AIM OF THE EXERCISE: Below are some records; reproduce them exactly.

MATERIAL SUPPLIED:
use crate::core::math::units::frequency_to_energy;
use nalgebra::Vector3;
use thiserror::Error;
use tracing::warn;

#[derive(Debug, Error, Clone, PartialEq, Eq)]
pub enum PhononError {
    #[error("{frequencies} frequencies but {modes} eigenvector sets")]
    ModeCountMismatch { frequencies: usize, modes: usize },
    #[error("Mode {mode} has {found} atomic components, expected {expected} (one per mass)")]
    AtomCountMismatch {
        mode: usize,
        expected: usize,
        found: usize,
    },
    #[error("Cannot keep the distinct half of an odd mode list ({0} modes)")]
    OddModeCount(usize),
}

/// Gamma-point phonons of the ground electronic state.
///
/// Frequencies are in THz; eigenvectors are indexed `(mode, atom)` with one
/// Cartesian triple per atom. Imaginary (negative) frequencies are clamped to zero
/// on construction so that unstable modes do not contribute.
#[derive(Debug, Clone, PartialEq)]
pub struct PhononSet {
    masses: Vec<f64>,
    frequencies: Vec<f64>,
    eigenvectors: Vec<Vec<Vector3<f64>>>,
}

impl PhononSet {
    pub fn new(
        masses: Vec<f64>,
        mut frequencies: Vec<f64>,
        eigenvectors: Vec<Vec<Vector3<f64>>>,
    ) -> Result<Self, PhononError> {
        if frequencies.len() != eigenvectors.len() {
            return Err(PhononError::ModeCountMismatch {
                frequencies: frequencies.len(),
                modes: eigenvectors.len(),
            });
        }
        if let Some((mode, atoms)) = eigenvectors
            .iter()
            .enumerate()
            .find(|(_, atoms)| atoms.len() != masses.len())
        {
            return Err(PhononError::AtomCountMismatch {
                mode,
                expected: masses.len(),
                found: atoms.len(),
            });
        }

        let mut clamped = 0;
        for f in frequencies.iter_mut().filter(|f| **f < 0.0) {
            *f = 0.0;
            clamped += 1;
        }
        if clamped > 0 {
            warn!("Clamped {} imaginary phonon frequencies to zero.", clamped);
        }

        Ok(Self {
            masses,
            frequencies,
            eigenvectors,
        })
    }

    /// Keeps the first half of the mode list.
    ///
    /// Gamma-point `band.yaml` listings along a path repeat every physically distinct
    /// mode, once per endpoint. The mode count must therefore be even; anything else
    /// means the listing is not the duplicated one this step expects.
    pub fn distinct_half(&self) -> Result<PhononSet, PhononError> {
        let n = self.num_modes();
        if n % 2 != 0 {
            return Err(PhononError::OddModeCount(n));
        }
        Ok(Self {
            masses: self.masses.clone(),
            frequencies: self.frequencies[..n / 2].to_vec(),
            eigenvectors: self.eigenvectors[..n / 2].to_vec(),
        })
    }

    pub fn masses(&self) -> &[f64] {
        &self.masses
    }

    pub fn frequencies(&self) -> &[f64] {
        &self.frequencies
    }

    pub fn eigenvectors(&self) -> &[Vec<Vector3<f64>>] {
        &self.eigenvectors
    }

    pub fn num_atoms(&self) -> usize {
        self.masses.len()
    }

    pub fn num_modes(&self) -> usize {
        self.frequencies.len()
    }

    /// Mode energies in meV.
    pub fn energies(&self) -> Vec<f64> {
        self.frequencies
            .iter()
            .map(|&f| frequency_to_energy(f))
            .collect()
    }
}
use crate::cli::SpectrumArgs;
use crate::config::build_spectrum_config;
use crate::error::Result;
use crate::output;
use crate::utils::progress::CliProgressHandler;
use photolum::engine::progress::ProgressReporter;
use photolum::workflows::emission;
use tracing::info;

pub fn run(args: &SpectrumArgs) -> Result<()> {
    let config = build_spectrum_config(args)?;
    info!(
        "Computing emission lineshape: ZPL = {} meV, gamma = {} meV, t_max = {} fs.",
        config.spectrum.zpl, config.spectrum.gamma, config.spectrum.t_max_fs
    );

    let progress_handler = CliProgressHandler::new();
    let reporter = ProgressReporter::with_callback(progress_handler.get_callback());

    println!("Starting lineshape calculation...");
    let result = emission::run_from_paths(&config.inputs, &config.spectrum, &reporter)?;

    let luminescence_path = output::write_results(&config.output_dir, &result)?;

    if let Some((energy, magnitude)) = result.luminescence.peak() {
        println!(
            "Luminescence peak: {:.2} meV (|L| = {:.4e} / meV)",
            energy, magnitude
        );
    }
    println!(
        "✓ Lineshape written to: {}",
        luminescence_path.display()
    );

    Ok(())
}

SOLUTION TO THIS TASK:
use crate::core::math::units::frequency_to_energy;
use nalgebra::Vector3;
use thiserror::Error;
use tracing::warn;

#[derive(Debug, Error, Clone, PartialEq, Eq)]
pub enum PhononError {
    #[error("{frequencies} frequencies but {modes} eigenvector sets")]
    ModeCountMismatch { frequencies: usize, modes: usize },
    #[error("Mode {mode} has {found} atomic components, expected {expected} (one per mass)")]
    AtomCountMismatch {
        mode: usize,
        expected: usize,
        found: usize,
    },
    #[error("Cannot keep the distinct half of an odd mode list ({0} modes)")]
    OddModeCount(usize),
}

/// Gamma-point phonons of the ground electronic state.
///
/// Frequencies are in THz; eigenvectors are indexed `(mode, atom)` with one
/// Cartesian triple per atom. Imaginary (negative) frequencies are clamped to zero
/// on construction so that unstable modes do not contribute.
#[derive(Debug, Clone, PartialEq)]
pub struct PhononSet {
    masses: Vec<f64>,
    frequencies: Vec<f64>,
    eigenvectors: Vec<Vec<Vector3<f64>>>,
}

impl PhononSet {
    pub fn new(
        masses: Vec<f64>,
        mut frequencies: Vec<f64>,
        eigenvectors: Vec<Vec<Vector3<f64>>>,
    ) -> Result<Self, PhononError> {
        if frequencies.len() != eigenvectors.len() {
            return Err(PhononError::ModeCountMismatch {
                frequencies: frequencies.len(),
                modes: eigenvectors.len(),
            });
        }
        if let Some((mode, atoms)) = eigenvectors
            .iter()
            .enumerate()
            .find(|(_, atoms)| atoms.len() != masses.len())
        {
            return Err(PhononError::AtomCountMismatch {
                mode,
                expected: masses.len(),
                found: atoms.len(),
            });
        }

        let mut clamped = 0;
        for f in frequencies.iter_mut().filter(|f| **f < 0.0) {
            *f = 0.0;
            clamped += 1;
        }
        if clamped > 0 {
            warn!("Clamped {} imaginary phonon frequencies to zero.", clamped);
        }

        Ok(Self {
            masses,
            frequencies,
            eigenvectors,
        })
    }

    /// Keeps the first half of the mode list.
    ///
    /// Gamma-point `band.yaml` listings along a path repeat every physically distinct
    /// mode, once per endpoint. The mode count must therefore be even; anything else
    /// means the listing is not the duplicated one this step expects.
    pub fn distinct_half(&self) -> Result<PhononSet, PhononError> {
        let n = self.num_modes();
        if n % 2 != 0 {
            return Err(PhononError::OddModeCount(n));
        }
        Ok(Self {
            masses: self.masses.clone(),
            frequencies: self.frequencies[..n / 2].to_vec(),
            eigenvectors: self.eigenvectors[..n / 2].to_vec(),
        })
    }

    pub fn masses(&self) -> &[f64] {
        &self.masses
    }

    pub fn frequencies(&self) -> &[f64] {
        &self.frequencies
    }

    pub fn eigenvectors(&self) -> &[Vec<Vector3<f64>>] {
        &self.eigenvectors
    }

    pub fn num_atoms(&self) -> usize {
        self.masses.len()
    }

    pub fn num_modes(&self) -> usize {
        self.frequencies.len()
    }

    /// Mode energies in meV.
    pub fn energies(&self) -> Vec<f64> {
        self.frequencies
            .iter()
            .map(|&f| frequency_to_energy(f))
            .collect()
    }
}
use crate::cli::SpectrumArgs;
use crate::config::build_spectrum_config;
use crate::error::Result;
use crate::output;
use crate::utils::progress::CliProgressHandler;
use photolum::engine::progress::ProgressReporter;
use photolum::workflows::emission;
use tracing::info;

pub fn run(args: &SpectrumArgs) -> Result<()> {
    let config = build_spectrum_config(args)?;
    info!(
        "Computing emission lineshape: ZPL = {} meV, gamma = {} meV, t_max = {} fs.",
        config.spectrum.zpl, config.spectrum.gamma, config.spectrum.t_max_fs
    );

    let progress_handler = CliProgressHandler::new();
    let reporter = ProgressReporter::with_callback(progress_handler.get_callback());

    println!("Starting lineshape calculation...");
    let result = emission::run_from_paths(&config.inputs, &config.spectrum, &reporter)?;

    let luminescence_path = output::write_results(&config.output_dir, &result)?;

    if let Some((energy, magnitude)) = result.luminescence.peak() {
        println!(
            "Luminescence peak: {:.2} meV (|L| = {:.4e} / meV)",
            energy, magnitude
        );
    }
    println!(
        "✓ Lineshape written to: {}",
        luminescence_path.display()
    );

    Ok(())
}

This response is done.